- **WORK ITEM**: From the entries below, return every line that includes the word "MockSource".

Segment Start: RECORDS FOR PROCESSING

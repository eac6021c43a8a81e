//! Per-source rate limiting with adaptive governor instances.
//!
//! Each search waits for its governor permit via `until_ready()`, which
//! spaces requests at the configured rate. On 429 the governor is slowed,
//! the Retry-After delay is honored and the search is retried once.

use std::collections::HashMap;
use std::num::NonZeroU32;
use std::sync::Arc;
use std::sync::atomic::{AtomicU32, Ordering};
use std::time::{Duration, Instant};

use arc_swap::ArcSwap;
use governor::clock::DefaultClock;
use governor::state::{InMemoryState, NotKeyed};
use governor::{Quota, RateLimiter};

use crate::db::{CandidateSource, SourceError};
use crate::{ARXIV, BibliographicCandidate, OPENALEX};

type DirectLimiter = RateLimiter<NotKeyed, InMemoryState, DefaultClock>;

const MAX_SLOWDOWN: u32 = 16;
const DECAY_AFTER: Duration = Duration::from_secs(60);

fn quota_for(period: Duration) -> Quota {
    Quota::with_period(period).unwrap_or_else(|| Quota::per_second(NonZeroU32::MIN))
}

/// Per-source limiter with adaptive rate adjustment via ArcSwap.
///
/// A 429 swaps in a slower governor (factor doubles, capped at 16x).
/// After 60s without a 429 the base rate is restored.
pub struct AdaptiveLimiter {
    limiter: ArcSwap<DirectLimiter>,
    base_period: Duration,
    current_factor: AtomicU32,
    last_429: std::sync::Mutex<Option<Instant>>,
}

impl AdaptiveLimiter {
    pub fn new(period: Duration) -> Self {
        let limiter = Arc::new(DirectLimiter::direct(quota_for(period)));
        Self {
            limiter: ArcSwap::from(limiter),
            base_period: period,
            current_factor: AtomicU32::new(1),
            last_429: std::sync::Mutex::new(None),
        }
    }

    pub fn per_second(n: u32) -> Self {
        let ms = 1000 / n.max(1) as u64;
        Self::new(Duration::from_millis(ms))
    }

    /// Wait until the governor allows a request.
    pub async fn acquire(&self) {
        self.try_decay();
        let limiter = self.limiter.load();
        limiter.until_ready().await;
    }

    pub fn on_rate_limited(&self) {
        if let Ok(mut last) = self.last_429.lock() {
            *last = Some(Instant::now());
        }

        let _ = self
            .current_factor
            .fetch_update(Ordering::SeqCst, Ordering::SeqCst, |f| {
                Some((f * 2).min(MAX_SLOWDOWN))
            });

        let factor = self.current_factor.load(Ordering::SeqCst);
        if let Some(scaled) = self.base_period.checked_mul(factor) {
            self.limiter
                .store(Arc::new(DirectLimiter::direct(quota_for(scaled))));
        }
    }

    fn try_decay(&self) {
        let should_restore = self
            .last_429
            .lock()
            .ok()
            .and_then(|last| last.map(|t| t.elapsed() >= DECAY_AFTER))
            .unwrap_or(false);

        if should_restore && self.current_factor.load(Ordering::SeqCst) > 1 {
            self.current_factor.store(1, Ordering::SeqCst);
            self.limiter
                .store(Arc::new(DirectLimiter::direct(quota_for(self.base_period))));
        }
    }
}

/// Collection of per-source rate limiters, shared across concurrent checks.
pub struct RateLimiters {
    limiters: HashMap<&'static str, AdaptiveLimiter>,
}

impl Default for RateLimiters {
    fn default() -> Self {
        Self::new()
    }
}

impl RateLimiters {
    pub fn new() -> Self {
        let mut limiters = HashMap::new();

        // OpenAlex: light governor so adaptive backoff kicks in on 429
        limiters.insert(OPENALEX, AdaptiveLimiter::per_second(10));

        // arXiv API: 3/s
        limiters.insert(ARXIV, AdaptiveLimiter::per_second(3));

        Self { limiters }
    }

    pub fn get(&self, source_name: &str) -> Option<&AdaptiveLimiter> {
        self.limiters.get(source_name)
    }
}

/// Returns `Err(SourceError::RateLimited { .. })` if the response is a 429.
pub fn check_rate_limit_response(resp: &reqwest::Response) -> Result<(), SourceError> {
    if resp.status().as_u16() == 429 {
        let retry_after = resp
            .headers()
            .get("retry-after")
            .and_then(|v| v.to_str().ok())
            .and_then(parse_retry_after);
        Err(SourceError::RateLimited { retry_after })
    } else {
        Ok(())
    }
}

/// Parse a Retry-After header value (seconds or HTTP-date).
pub fn parse_retry_after(value: &str) -> Option<Duration> {
    if let Ok(secs) = value.trim().parse::<u64>() {
        return Some(Duration::from_secs(secs));
    }
    // HTTP-date: use a conservative fixed wait
    if value.contains(',') || value.contains("GMT") {
        return Some(Duration::from_secs(5));
    }
    None
}

/// Search a source behind its governor.
///
/// On 429 the governor is slowed, the Retry-After delay (capped at
/// `timeout`) is slept and the search is retried once.
pub async fn search_with_rate_limit(
    source: &dyn CandidateSource,
    title: &str,
    client: &reqwest::Client,
    timeout: Duration,
    rate_limiters: &RateLimiters,
) -> Result<Vec<BibliographicCandidate>, SourceError> {
    let limiter = rate_limiters.get(source.name());

    if let Some(lim) = limiter {
        lim.acquire().await;
    }

    match source.search(title, client, timeout).await {
        Err(SourceError::RateLimited { retry_after }) => {
            if let Some(lim) = limiter {
                lim.on_rate_limited();
            }

            let wait = retry_after.unwrap_or(Duration::from_secs(2)).min(timeout);
            tracing::info!(
                source = source.name(),
                wait_secs = wait.as_secs_f64(),
                "rate limited, retrying once"
            );
            tokio::time::sleep(wait).await;

            if let Some(lim) = limiter {
                lim.acquire().await;
            }
            source.search(title, client, timeout).await
        }
        other => other,
    }
}

#[cfg(test)]
mod tests {
    use super::*;
    use crate::db::mock::{MockResponse, MockSource};

    // ── parse_retry_after ──────────────────────────────────────────────

    #[test]
    fn parse_integer_seconds() {
        assert_eq!(parse_retry_after("5"), Some(Duration::from_secs(5)));
        assert_eq!(parse_retry_after(" 0 "), Some(Duration::from_secs(0)));
    }

    #[test]
    fn parse_http_date_gmt() {
        let val = "Wed, 21 Oct 2015 07:28:00 GMT";
        assert_eq!(parse_retry_after(val), Some(Duration::from_secs(5)));
    }

    #[test]
    fn parse_garbage_none() {
        assert_eq!(parse_retry_after("xyz"), None);
    }

    // ── check_rate_limit_response ──────────────────────────────────────

    #[test]
    fn ok_on_200() {
        let http_resp = http::Response::builder().status(200).body("").unwrap();
        let resp = reqwest::Response::from(http_resp);
        assert!(check_rate_limit_response(&resp).is_ok());
    }

    #[test]
    fn rate_limited_429_with_retry_after() {
        let http_resp = http::Response::builder()
            .status(429)
            .header("retry-after", "10")
            .body("")
            .unwrap();
        let resp = reqwest::Response::from(http_resp);
        assert_eq!(
            check_rate_limit_response(&resp),
            Err(SourceError::RateLimited {
                retry_after: Some(Duration::from_secs(10))
            })
        );
    }

    // ── AdaptiveLimiter ────────────────────────────────────────────────

    #[test]
    fn on_rate_limited_doubles_and_caps() {
        let limiter = AdaptiveLimiter::per_second(10);
        assert_eq!(limiter.current_factor.load(Ordering::SeqCst), 1);
        limiter.on_rate_limited();
        assert_eq!(limiter.current_factor.load(Ordering::SeqCst), 2);
        for _ in 0..10 {
            limiter.on_rate_limited();
        }
        assert_eq!(limiter.current_factor.load(Ordering::SeqCst), 16);
    }

    #[tokio::test]
    async fn decay_restores_after_60s() {
        let limiter = AdaptiveLimiter::per_second(10);
        limiter.on_rate_limited();
        limiter.on_rate_limited();
        assert_eq!(limiter.current_factor.load(Ordering::SeqCst), 4);

        {
            let mut last = limiter.last_429.lock().unwrap();
            *last = Some(Instant::now() - Duration::from_secs(61));
        }

        limiter.acquire().await;
        assert_eq!(limiter.current_factor.load(Ordering::SeqCst), 1);
    }

    #[test]
    fn limiters_exist_for_builtin_sources() {
        let limiters = RateLimiters::default();
        assert!(limiters.get(OPENALEX).is_some());
        assert!(limiters.get(ARXIV).is_some());
        assert!(limiters.get("Nowhere").is_none());
    }

    // ── search_with_rate_limit ────────────────────────────────────────

    #[tokio::test(start_paused = true)]
    async fn rate_limited_retries_once() {
        let source = MockSource::new(
            OPENALEX,
            MockResponse::RateLimited {
                retry_after: Some(Duration::from_secs(5)),
            },
        );
        let client = reqwest::Client::new();
        let limiters = RateLimiters::new();

        let result = search_with_rate_limit(
            &source,
            "A Paper",
            &client,
            Duration::from_secs(10),
            &limiters,
        )
        .await;

        assert!(result.is_err());
        assert_eq!(source.call_count(), 2);
        assert_eq!(
            limiters
                .get(OPENALEX)
                .unwrap()
                .current_factor
                .load(Ordering::SeqCst),
            2
        );
    }

    #[tokio::test(start_paused = true)]
    async fn retry_after_429_can_succeed() {
        let source = MockSource::with_sequence(
            "TestSource",
            vec![
                MockResponse::RateLimited { retry_after: None },
                MockResponse::Candidates(vec![]),
            ],
        );
        let client = reqwest::Client::new();
        let result = search_with_rate_limit(
            &source,
            "A Paper",
            &client,
            Duration::from_secs(10),
            &RateLimiters::new(),
        )
        .await;
        assert_eq!(result, Ok(vec![]));
        assert_eq!(source.call_count(), 2);
    }

    #[tokio::test(start_paused = true)]
    async fn other_error_no_retry() {
        let source = MockSource::new("TestSource", MockResponse::Error("connection refused".into()));
        let client = reqwest::Client::new();

        let result = search_with_rate_limit(
            &source,
            "A Paper",
            &client,
            Duration::from_secs(10),
            &RateLimiters::new(),
        )
        .await;

        assert_eq!(result, Err(SourceError::Other("connection refused".into())));
        assert_eq!(source.call_count(), 1);
    }
}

Segment End: RECORDS FOR PROCESSING

- **EXERCISE RESPONSE**:
    use crate::db::mock::{MockResponse, MockSource};
        let source = MockSource::new(
        let source = MockSource::with_sequence(
        let source = MockSource::new("TestSource", MockResponse::Error("connection refused".into()));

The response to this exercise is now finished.